There is no accurate method for estimating actual grouse population numbers. But sage grouse population trends can be followed by monitoring the average number of males on breeding grounds each year.
Thiele and Tom Maechtle, chairman of the Northeast Wyoming Sage Grouse Working Group, stressed that the downward trend is, in part, due to the bird's natural population cycle.
Grouse go through about four-year cycles of increasing and decreasing population, Maechtle said. The area has been in a downward trend of the cycle for the last few years.
Northeast Wyoming also has extensive oil and gas development, which disturbs grouse habitat.
But while oil and gas development is a factor, it is not the only one. The wet weather during the 2008 breeding season also could have hurt sage grouse population, Thiele said.

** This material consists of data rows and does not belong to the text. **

//! Error taxonomy
//!
//! Mirrors the layered error style used for `FsError` in the teacher repo:
//! one `thiserror` enum per domain, a top-level enum that `#[from]`-wires
//! them together, plus an escape hatch for arbitrary action failures.

use std::fmt;

use thiserror::Error;

use crate::pipeline::Timing;

/// Errors raised while tokens are being matched against the command tree.
#[derive(Error, Debug, Clone)]
pub enum UsageError {
    #[error("unknown flag: --{name}")]
    UnknownLongFlag { name: String },

    #[error("unknown flag: -{name}")]
    UnknownShortFlag { name: char },

    #[error("flag --{name} requires a value")]
    MissingValue { name: String },

    #[error("unexpected argument: {token}")]
    UnexpectedPositional { token: String },

    #[error("flag --{name} cannot appear after positional arguments were given")]
    FlagAfterArgs { name: String },

    #[error("flag -{name} cannot be used as a positional in this context")]
    FlagCannotBeUsedAsArg { name: char },

    #[error("-{name}=VALUE is only accepted for flags declared with a long name")]
    ShortEqualsMisuse { name: char },

    #[error("{name} takes no value; use --{name} or --no-{name}")]
    UnexpectedValueForBoolean { name: String },
}

/// Errors raised while the option/value model validates or coerces text.
#[derive(Error, Debug, Clone)]
pub enum ValueError {
    #[error("invalid value {text:?} for {name}: {reason}")]
    Coercion {
        name: String,
        text: String,
        reason: String,
    },

    #[error("{name} requires key=value pairs, got {text:?}")]
    MalformedPair { name: String, text: String },
}

/// Errors raised by validation that runs after parsing (required options,
/// arg-counter shortfalls, transform rejections).
#[derive(Error, Debug, Clone)]
pub enum ValidationError {
    #[error("required option {name} was not provided")]
    RequiredMissing { name: String },

    #[error("{name}: path does not exist")]
    MustExist { name: String },

    #[error("{name}: expected {expected} more argument(s)")]
    ArgCounterShortfall { name: String, expected: usize },

    #[error("{name}: {reason}")]
    TransformRejected { name: String, reason: String },
}

/// Programmer/configuration errors: duplicate names, bad identifiers,
/// timing misuse. Carries the context path the same way the teacher's
/// control-flow errors carry accumulated stdout/stderr.
#[derive(Error, Debug, Clone)]
pub enum ConfigError {
    #[error("{path}: duplicate name {name:?}")]
    DuplicateName { path: String, name: String },

    #[error("{name:?} is not a valid flag/arg identifier")]
    InvalidIdentifier { name: String },

    #[error("{path}: unregistered value type {type_name:?}")]
    UnregisteredValueType { path: String, type_name: String },

    #[error("{path} at {timing:?}: timing already past, cannot schedule for {requested:?}")]
    TimingTooLate {
        path: String,
        timing: Timing,
        requested: Timing,
    },

    #[error("{path}: implicit value already set")]
    ImplicitValueAlreadySet { path: String },

    #[error("{path}: SetValue is only meaningful on a flag or arg context")]
    NotAValueTarget { path: String },
}

/// The unified error surface returned by `Context` methods and `App::run`.
#[derive(Error, Debug)]
pub enum CliError {
    #[error(transparent)]
    Usage(#[from] UsageError),

    #[error(transparent)]
    Value(#[from] ValueError),

    #[error(transparent)]
    Validation(#[from] ValidationError),

    #[error(transparent)]
    Config(#[from] ConfigError),

    /// Arbitrary failure returned from user action code.
    #[error("{0}")]
    Action(Box<dyn std::error::Error + Send + Sync>),

    /// `Exit(code)` performs an orderly return with the encoded code,
    /// without it being treated as failure.
    #[error("exit({0})")]
    Exit(i32),

    /// `SkipCommand` aborts the Action phase without error.
    #[error("skip command")]
    SkipCommand,
}

impl CliError {
    pub fn action(err: impl std::error::Error + Send + Sync + 'static) -> Self {
        CliError::Action(Box::new(err))
    }

    /// Exit code this error maps to.
    pub fn exit_code(&self) -> i32 {
        match self {
            CliError::Exit(code) => *code,
            CliError::SkipCommand => 0,
            _ => 1,
        }
    }

    pub fn is_skip_command(&self) -> bool {
        matches!(self, CliError::SkipCommand)
    }
}

/// `InternalError` wraps a `ConfigError` with the context path/timing it
/// occurred at, as described in spec §7 item 3.
#[derive(Debug, Clone)]
pub struct InternalError {
    pub path: String,
    pub source: ConfigError,
}

impl fmt::Display for InternalError {
    fn fmt(&self, f: &mut fmt::Formatter<'_>) -> fmt::Result {
        write!(f, "internal error at {}: {}", self.path, self.source)
    }
}

impl std::error::Error for InternalError {}

pub type Result<T> = std::result::Result<T, CliError>;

Tom Christiansen, sage grouse coordinator for the Wyoming Game and Fish Department, said sage grouse numbers statewide are higher than the numbers in northeast Wyoming.
"The statewide average is well above what it is here. Some of that is natural, some of it isn't," Christiansen said.
The U.S. Fish and Wildlife Service is studying whether to protect the sage grouse under the Endangered Species Act. A decision on whether to proceed with listing is expected at the end of February.